— Study material —
══════════════════════════════

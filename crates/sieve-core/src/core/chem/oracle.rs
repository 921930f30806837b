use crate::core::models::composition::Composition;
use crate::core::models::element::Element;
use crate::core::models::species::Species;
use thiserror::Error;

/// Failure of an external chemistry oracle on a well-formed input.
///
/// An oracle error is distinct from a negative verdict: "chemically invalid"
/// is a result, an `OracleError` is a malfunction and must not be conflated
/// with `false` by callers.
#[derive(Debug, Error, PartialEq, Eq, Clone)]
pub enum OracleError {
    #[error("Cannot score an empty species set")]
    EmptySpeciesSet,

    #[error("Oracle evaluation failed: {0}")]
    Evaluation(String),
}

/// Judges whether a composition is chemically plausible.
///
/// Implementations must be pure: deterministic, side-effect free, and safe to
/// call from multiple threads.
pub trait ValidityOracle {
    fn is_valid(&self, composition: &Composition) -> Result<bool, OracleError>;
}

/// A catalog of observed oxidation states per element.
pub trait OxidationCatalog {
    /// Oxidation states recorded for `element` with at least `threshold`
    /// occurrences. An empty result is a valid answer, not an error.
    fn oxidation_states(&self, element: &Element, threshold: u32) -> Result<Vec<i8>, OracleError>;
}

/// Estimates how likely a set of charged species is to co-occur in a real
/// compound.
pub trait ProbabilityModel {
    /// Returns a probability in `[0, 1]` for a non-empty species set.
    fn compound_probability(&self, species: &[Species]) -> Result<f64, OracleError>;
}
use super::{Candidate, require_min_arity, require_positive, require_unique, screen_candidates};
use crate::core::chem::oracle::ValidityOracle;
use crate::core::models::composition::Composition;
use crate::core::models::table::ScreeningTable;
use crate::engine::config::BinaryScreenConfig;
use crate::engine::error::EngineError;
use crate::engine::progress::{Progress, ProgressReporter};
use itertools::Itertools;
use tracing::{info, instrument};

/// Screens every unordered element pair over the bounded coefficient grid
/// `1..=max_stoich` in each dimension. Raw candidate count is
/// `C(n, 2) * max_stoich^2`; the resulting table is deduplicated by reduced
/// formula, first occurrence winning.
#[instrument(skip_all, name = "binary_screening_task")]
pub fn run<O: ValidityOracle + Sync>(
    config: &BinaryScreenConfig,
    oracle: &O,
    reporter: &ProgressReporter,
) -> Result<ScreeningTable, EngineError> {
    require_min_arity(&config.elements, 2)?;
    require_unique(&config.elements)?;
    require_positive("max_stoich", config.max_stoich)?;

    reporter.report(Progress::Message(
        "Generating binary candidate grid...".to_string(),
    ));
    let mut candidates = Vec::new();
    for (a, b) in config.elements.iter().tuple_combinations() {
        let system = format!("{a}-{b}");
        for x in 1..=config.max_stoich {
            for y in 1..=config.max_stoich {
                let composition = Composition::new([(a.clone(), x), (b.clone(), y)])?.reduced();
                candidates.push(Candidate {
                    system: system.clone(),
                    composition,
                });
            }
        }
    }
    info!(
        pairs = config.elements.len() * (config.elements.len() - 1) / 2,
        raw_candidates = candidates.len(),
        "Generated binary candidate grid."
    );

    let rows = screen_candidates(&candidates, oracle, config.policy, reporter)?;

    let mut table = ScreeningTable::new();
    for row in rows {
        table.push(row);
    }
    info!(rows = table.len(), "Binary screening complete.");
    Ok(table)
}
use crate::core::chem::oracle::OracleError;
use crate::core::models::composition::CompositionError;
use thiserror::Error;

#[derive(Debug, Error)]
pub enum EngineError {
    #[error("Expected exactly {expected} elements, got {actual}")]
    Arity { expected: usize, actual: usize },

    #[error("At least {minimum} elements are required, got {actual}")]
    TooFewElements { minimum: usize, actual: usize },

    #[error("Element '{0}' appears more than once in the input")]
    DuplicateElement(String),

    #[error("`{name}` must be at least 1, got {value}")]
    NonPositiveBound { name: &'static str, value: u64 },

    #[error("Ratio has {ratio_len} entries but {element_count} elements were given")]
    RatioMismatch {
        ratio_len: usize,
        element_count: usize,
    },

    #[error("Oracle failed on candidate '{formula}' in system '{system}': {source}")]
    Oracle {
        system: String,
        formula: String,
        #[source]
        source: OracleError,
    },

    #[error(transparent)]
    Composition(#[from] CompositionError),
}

══════════════════════════════

— Assignment —
Copy out the lines above word for word, stopping after the line containing "pub trait OxidationCatalog".

— Result below —
filename crates/sieve-core/src/core/chem/oracle.rs
repository 921930f30806837b
use crate::core::models::composition::Composition;
use crate::core::models::element::Element;
use crate::core::models::species::Species;
use thiserror::Error;

/// Failure of an external chemistry oracle on a well-formed input.
///
/// An oracle error is distinct from a negative verdict: "chemically invalid"
/// is a result, an `OracleError` is a malfunction and must not be conflated
/// with `false` by callers.
#[derive(Debug, Error, PartialEq, Eq, Clone)]
pub enum OracleError {
    #[error("Cannot score an empty species set")]
    EmptySpeciesSet,

    #[error("Oracle evaluation failed: {0}")]
    Evaluation(String),
}

/// Judges whether a composition is chemically plausible.
///
/// Implementations must be pure: deterministic, side-effect free, and safe to
/// call from multiple threads.
pub trait ValidityOracle {
    fn is_valid(&self, composition: &Composition) -> Result<bool, OracleError>;
}

/// A catalog of observed oxidation states per element.
pub trait OxidationCatalog {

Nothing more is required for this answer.